▶ DATA TO EXAMINE
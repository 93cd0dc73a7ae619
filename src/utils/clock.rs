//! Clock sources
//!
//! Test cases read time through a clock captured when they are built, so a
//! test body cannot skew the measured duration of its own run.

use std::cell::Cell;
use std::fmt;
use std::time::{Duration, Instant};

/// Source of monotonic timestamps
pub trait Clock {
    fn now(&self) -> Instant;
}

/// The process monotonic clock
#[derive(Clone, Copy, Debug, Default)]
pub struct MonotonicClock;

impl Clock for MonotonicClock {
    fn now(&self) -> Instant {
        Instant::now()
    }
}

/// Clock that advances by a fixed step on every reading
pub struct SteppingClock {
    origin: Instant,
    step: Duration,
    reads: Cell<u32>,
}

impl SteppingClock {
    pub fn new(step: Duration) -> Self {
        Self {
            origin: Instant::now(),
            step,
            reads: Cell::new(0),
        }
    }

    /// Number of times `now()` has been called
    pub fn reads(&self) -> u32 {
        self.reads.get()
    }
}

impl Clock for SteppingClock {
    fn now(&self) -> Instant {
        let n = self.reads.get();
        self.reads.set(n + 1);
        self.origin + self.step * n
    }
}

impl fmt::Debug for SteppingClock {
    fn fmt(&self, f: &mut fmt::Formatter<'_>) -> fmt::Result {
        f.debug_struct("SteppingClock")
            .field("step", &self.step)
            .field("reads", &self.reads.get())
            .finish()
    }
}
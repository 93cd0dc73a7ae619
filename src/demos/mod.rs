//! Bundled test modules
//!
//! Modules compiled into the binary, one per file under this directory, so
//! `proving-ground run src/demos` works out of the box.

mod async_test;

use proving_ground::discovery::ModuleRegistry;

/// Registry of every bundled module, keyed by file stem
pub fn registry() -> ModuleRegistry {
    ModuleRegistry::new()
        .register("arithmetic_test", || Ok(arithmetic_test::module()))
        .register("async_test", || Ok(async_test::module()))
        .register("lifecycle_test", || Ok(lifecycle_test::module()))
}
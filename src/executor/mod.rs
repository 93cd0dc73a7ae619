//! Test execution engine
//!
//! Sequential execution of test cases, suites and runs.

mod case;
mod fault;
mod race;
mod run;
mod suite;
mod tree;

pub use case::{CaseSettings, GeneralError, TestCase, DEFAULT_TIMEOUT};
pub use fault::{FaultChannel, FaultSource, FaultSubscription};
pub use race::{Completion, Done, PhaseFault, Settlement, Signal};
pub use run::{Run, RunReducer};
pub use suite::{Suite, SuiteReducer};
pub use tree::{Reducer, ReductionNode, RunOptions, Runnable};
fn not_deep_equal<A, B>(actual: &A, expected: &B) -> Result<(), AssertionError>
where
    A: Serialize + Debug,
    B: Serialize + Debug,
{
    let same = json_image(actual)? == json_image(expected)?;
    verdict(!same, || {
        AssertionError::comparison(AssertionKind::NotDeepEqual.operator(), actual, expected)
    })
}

==

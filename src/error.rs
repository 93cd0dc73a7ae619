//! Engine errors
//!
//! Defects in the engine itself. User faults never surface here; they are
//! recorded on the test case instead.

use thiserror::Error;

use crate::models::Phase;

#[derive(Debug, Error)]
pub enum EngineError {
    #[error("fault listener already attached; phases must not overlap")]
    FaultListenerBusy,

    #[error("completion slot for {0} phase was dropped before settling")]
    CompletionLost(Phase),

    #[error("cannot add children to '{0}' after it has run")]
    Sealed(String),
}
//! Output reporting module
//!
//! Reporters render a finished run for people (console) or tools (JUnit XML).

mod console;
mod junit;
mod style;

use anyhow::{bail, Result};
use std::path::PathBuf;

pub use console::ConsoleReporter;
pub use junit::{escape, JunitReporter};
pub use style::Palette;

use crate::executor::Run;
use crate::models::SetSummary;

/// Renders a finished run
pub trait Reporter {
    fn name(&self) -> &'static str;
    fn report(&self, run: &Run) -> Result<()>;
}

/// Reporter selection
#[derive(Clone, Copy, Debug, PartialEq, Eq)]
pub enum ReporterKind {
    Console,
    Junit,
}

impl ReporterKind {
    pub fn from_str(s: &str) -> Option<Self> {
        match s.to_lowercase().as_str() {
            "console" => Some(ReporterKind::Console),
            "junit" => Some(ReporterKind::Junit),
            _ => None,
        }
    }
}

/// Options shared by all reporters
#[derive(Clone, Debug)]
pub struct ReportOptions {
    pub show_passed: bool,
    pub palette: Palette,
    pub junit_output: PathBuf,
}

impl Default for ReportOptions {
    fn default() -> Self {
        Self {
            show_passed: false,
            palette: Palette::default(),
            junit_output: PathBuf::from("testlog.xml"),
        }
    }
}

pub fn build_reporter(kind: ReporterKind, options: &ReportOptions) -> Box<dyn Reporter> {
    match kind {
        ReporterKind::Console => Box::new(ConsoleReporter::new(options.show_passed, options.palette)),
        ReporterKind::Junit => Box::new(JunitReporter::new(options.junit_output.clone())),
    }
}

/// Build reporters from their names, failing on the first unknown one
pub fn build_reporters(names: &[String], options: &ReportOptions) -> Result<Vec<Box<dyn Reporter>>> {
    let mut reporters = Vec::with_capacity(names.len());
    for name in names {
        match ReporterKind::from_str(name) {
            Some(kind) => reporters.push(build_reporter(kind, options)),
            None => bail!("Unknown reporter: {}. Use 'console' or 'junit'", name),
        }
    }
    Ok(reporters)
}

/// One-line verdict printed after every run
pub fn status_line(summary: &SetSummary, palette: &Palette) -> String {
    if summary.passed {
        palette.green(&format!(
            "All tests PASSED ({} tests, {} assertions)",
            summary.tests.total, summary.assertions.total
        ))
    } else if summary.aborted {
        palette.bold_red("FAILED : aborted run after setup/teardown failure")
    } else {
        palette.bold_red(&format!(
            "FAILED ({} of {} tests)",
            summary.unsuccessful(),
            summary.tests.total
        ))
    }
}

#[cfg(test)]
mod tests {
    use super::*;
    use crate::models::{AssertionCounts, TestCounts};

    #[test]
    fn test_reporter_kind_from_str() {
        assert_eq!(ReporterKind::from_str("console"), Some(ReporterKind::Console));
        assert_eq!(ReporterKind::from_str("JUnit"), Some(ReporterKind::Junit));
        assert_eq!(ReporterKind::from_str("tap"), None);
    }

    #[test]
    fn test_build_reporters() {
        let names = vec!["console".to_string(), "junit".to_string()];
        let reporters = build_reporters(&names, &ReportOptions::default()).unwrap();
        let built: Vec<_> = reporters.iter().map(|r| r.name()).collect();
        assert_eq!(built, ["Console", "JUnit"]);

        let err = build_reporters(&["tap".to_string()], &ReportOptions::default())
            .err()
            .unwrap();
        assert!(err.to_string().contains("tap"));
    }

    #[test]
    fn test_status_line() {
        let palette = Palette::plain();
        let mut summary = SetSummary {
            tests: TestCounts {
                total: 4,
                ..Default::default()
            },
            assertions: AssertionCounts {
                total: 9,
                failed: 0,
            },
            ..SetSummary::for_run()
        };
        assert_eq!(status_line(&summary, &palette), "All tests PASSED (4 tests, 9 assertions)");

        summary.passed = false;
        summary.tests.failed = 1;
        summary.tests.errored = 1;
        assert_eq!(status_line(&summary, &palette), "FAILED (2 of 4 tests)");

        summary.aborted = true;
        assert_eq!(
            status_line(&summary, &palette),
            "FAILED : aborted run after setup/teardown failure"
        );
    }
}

* * *

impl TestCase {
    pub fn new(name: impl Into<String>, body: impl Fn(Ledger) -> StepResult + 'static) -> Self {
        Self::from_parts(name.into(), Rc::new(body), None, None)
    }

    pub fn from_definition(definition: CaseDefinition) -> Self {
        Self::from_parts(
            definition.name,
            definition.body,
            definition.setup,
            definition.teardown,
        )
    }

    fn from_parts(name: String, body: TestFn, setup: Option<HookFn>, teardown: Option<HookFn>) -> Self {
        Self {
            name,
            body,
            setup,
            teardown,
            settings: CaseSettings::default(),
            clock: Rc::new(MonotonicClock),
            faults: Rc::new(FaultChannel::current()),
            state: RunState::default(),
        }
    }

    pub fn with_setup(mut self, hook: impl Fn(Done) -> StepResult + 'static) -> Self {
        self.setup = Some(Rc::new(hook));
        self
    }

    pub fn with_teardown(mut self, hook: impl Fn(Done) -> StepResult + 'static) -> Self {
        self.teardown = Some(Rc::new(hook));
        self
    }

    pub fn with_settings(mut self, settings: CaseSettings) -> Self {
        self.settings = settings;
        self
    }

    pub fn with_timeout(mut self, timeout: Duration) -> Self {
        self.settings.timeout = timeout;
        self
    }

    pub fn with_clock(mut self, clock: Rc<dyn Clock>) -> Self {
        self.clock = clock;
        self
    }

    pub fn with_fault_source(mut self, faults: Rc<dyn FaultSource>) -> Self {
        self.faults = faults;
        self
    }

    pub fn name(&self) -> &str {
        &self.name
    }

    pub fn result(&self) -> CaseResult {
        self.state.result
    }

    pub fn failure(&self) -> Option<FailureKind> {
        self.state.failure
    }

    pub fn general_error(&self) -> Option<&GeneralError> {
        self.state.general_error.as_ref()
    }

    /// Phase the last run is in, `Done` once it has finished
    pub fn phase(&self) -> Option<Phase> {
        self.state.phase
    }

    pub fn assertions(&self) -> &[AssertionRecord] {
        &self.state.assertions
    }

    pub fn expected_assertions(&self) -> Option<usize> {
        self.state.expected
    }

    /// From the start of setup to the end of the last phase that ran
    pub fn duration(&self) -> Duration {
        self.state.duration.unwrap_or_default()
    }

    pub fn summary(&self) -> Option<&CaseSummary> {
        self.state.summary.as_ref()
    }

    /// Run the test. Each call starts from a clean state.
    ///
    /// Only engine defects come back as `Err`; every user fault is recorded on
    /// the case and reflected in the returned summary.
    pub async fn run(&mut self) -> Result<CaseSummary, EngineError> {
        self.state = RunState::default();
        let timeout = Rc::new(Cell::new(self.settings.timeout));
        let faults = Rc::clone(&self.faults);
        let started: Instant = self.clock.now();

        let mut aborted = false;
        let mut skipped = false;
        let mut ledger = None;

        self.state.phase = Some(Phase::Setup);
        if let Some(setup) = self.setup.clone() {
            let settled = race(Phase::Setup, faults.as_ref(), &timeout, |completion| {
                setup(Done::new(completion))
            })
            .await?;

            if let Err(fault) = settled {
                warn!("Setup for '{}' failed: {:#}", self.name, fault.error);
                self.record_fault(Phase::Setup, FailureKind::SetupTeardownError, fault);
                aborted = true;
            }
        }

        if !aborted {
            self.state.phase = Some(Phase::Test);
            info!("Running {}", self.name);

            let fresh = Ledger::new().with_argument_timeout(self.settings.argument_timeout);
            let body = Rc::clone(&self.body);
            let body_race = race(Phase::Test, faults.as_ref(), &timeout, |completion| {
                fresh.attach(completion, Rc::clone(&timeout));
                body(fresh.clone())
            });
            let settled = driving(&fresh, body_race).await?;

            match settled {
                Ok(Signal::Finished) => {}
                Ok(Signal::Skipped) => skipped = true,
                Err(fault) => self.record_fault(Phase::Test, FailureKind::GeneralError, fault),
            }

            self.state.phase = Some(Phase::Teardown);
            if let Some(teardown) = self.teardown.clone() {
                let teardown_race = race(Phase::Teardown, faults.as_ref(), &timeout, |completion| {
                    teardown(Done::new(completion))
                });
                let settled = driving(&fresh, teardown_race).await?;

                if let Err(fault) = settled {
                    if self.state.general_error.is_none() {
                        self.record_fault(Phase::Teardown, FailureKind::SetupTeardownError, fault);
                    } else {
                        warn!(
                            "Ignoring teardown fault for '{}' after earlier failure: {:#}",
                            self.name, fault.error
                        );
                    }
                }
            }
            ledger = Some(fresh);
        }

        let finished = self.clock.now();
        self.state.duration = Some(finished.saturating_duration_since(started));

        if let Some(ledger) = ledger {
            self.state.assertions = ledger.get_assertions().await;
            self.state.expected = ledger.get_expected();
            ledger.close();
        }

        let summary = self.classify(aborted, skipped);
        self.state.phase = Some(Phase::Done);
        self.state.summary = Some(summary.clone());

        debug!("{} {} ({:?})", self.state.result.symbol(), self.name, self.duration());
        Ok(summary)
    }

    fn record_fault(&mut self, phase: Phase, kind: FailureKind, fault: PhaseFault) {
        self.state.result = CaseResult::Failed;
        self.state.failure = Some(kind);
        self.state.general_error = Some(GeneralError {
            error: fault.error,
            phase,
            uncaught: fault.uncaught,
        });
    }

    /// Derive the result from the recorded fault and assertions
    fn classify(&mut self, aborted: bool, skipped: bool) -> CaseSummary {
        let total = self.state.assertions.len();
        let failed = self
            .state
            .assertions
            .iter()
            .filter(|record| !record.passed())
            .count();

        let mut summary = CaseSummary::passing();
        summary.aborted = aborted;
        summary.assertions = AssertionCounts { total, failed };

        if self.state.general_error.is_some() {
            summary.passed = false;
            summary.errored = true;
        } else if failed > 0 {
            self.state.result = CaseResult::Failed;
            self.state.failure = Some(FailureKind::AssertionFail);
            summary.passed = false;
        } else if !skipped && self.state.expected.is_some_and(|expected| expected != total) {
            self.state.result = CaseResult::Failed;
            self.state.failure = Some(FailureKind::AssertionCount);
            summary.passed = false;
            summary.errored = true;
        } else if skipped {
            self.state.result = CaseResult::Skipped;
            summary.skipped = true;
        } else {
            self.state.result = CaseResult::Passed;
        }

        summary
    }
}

▶ WHAT YOU NEED TO DO
Out of the preceding entries, pull each line that contains the word "SteppingClock".

▶ ANSWER TO THIS EXERCISE
pub struct SteppingClock {
impl SteppingClock {
impl Clock for SteppingClock {
impl fmt::Debug for SteppingClock {
        f.debug_struct("SteppingClock")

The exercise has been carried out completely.